For some reason, at that moment, the two of them—buoyant with excitement—wound their way through ancient trees and passed by Benten-sama. Here and there remained traces of last night’s storm—broken branches hanging precariously, scattered leaves lying here and there on the rain-washed ground. A flock of pigeons swirled busily around Benten-sama’s roof and the five-storied pagoda. When they came out beside the lantern, through gaps in the thicket below, Shinobazu Pond spread into view. It reflected the evening sun like a smoothed-out mirror, glinting now and then with a golden light. Five or six boats were floating. Leaning against the railing of the stone bridge spanning the pond, a crowd of people gazed at the water’s surface. It seemed that a light mist was beginning to rise. It must have been gradually approaching evening. It felt as though it was gently spreading along the pond, gradually expanding toward this side. As this occurred, their hearts grew ever more serene and clear.
“So we’ve reached what they call the zoo after all.”
“But I kinda want to ride a boat.”
He said bashfully.
“I see.

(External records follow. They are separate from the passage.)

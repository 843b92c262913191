//! # Islebound
//!
//! A turn-based island exploration prototype: a small tile board surrounded by
//! lethal water, a ship that travels between areas, and a single player moved
//! one tile per input.
//!
//! ## Architecture Overview
//!
//! The crate is split between a renderer-agnostic core and thin demo glue:
//!
//! - **Board**: Fixed-size tile grid built whole at construction time
//! - **Session**: Owns the player, the current board, and every rule that
//!   mutates them (movement, drowning, ship travel, action stubs)
//! - **Input System**: Maps raw key presses to player intents and gates them
//!   on whose turn it is
//! - **Rendering System**: Macroquad-based demo renderer driven entirely by
//!   reading session state
//!
//! Everything the session does is synchronous and deterministic for a given
//! seed, so an embedding loop (or a test) can drive it step by step.

pub mod game;
pub mod input;
pub mod rendering;

// Core module re-exports
pub use game::*;
pub use input::*;
pub use rendering::*;

// Explicit re-exports for commonly used types
pub use game::{
    // From actions
    ActionOutcome,
    AttackKind,
    // From board
    Board,
    Direction,
    // From session
    GameSession,
    PlayerAction,
    // From player
    PlayerCharacter,
    Position,
    // From snapshot
    SessionSnapshot,
    Tile,
    TurnState,
};

pub use input::{InputHandler, MetaCommand, PlayerCommand};

pub use rendering::GameDisplay;

/// Core error type for the Islebound game engine.
#[derive(thiserror::Error, Debug)]
pub enum IsleError {
    /// A coordinate falls outside the current board
    #[error("Position ({x}, {y}) is outside the board")]
    OutOfBounds { x: i32, y: i32 },

    /// A movement vector is not a single step along one axis
    #[error("Invalid move vector ({dx}, {dy}): moves are one tile along a single axis")]
    InvalidMoveVector { dx: i32, dy: i32 },

    /// A board layout too small or malformed to play on
    #[error("Degenerate board layout: {width}x{height}")]
    DegenerateBoard { width: u32, height: u32 },

    /// An action was attempted after the player died
    #[error("Player is dead")]
    PlayerDead,

    /// Serialization/deserialization error
    #[error("Serialization error: {0}")]
    Serde(#[from] serde_json::Error),
}

/// Result type used throughout the Islebound codebase.
pub type IsleResult<T> = Result<T, IsleError>;

/// Version information for the game.
pub const VERSION: &str = env!("CARGO_PKG_VERSION");

/// Game configuration constants.
pub mod config {
    /// Board width in tiles
    pub const BOARD_WIDTH: u32 = 16;

    /// Board height in tiles
    pub const BOARD_HEIGHT: u32 = 12;

    /// Column the player spawns in on every fresh board
    pub const PLAYER_SPAWN_X: i32 = 1;

    /// Row the player spawns in on every fresh board
    pub const PLAYER_SPAWN_Y: i32 = 1;

    /// Column of the ship tile on a default board
    pub const SHIP_X: i32 = 2;

    /// Row of the ship tile on a default board
    pub const SHIP_Y: i32 = 2;

    /// Stamina ceiling; regeneration stops here
    pub const MAX_STAMINA: u32 = 100;

    /// Health ceiling and starting health
    pub const MAX_HEALTH: u32 = 100;

    /// Seconds between passive stamina regeneration ticks
    pub const STAMINA_TICK_SECS: f64 = 1.0;

    /// Seed used when none is supplied on the command line
    pub const DEFAULT_SEED: u64 = 0x1513_BD01;

    /// Edge length of one board cell in pixels
    pub const CELL_SIZE: f32 = 50.0;
}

Then let’s head down.”
From there, a long flight of steps continued.
Haruo and I descended each step one by one.
He walked one step below, cautiously tugging me along by the hand as though leading an elderly person.
But when he had descended to the middle of the stairs, he suddenly stopped, pressed close to me, looked up, and said in a coaxing manner.
“Teacher, I think I know your name.”
“Do you?”
I laughed awkwardly to mask my fluster.
“Go on then.”
“It’s Minami-sensei, isn’t it?”
The moment he said this, he tossed the jacket he’d been clutching under his arm into my hands and went bounding down the stone steps alone, brimming with delight.
With steps light as if some weight had lifted—yet nearly stumbling—I staggered down after him.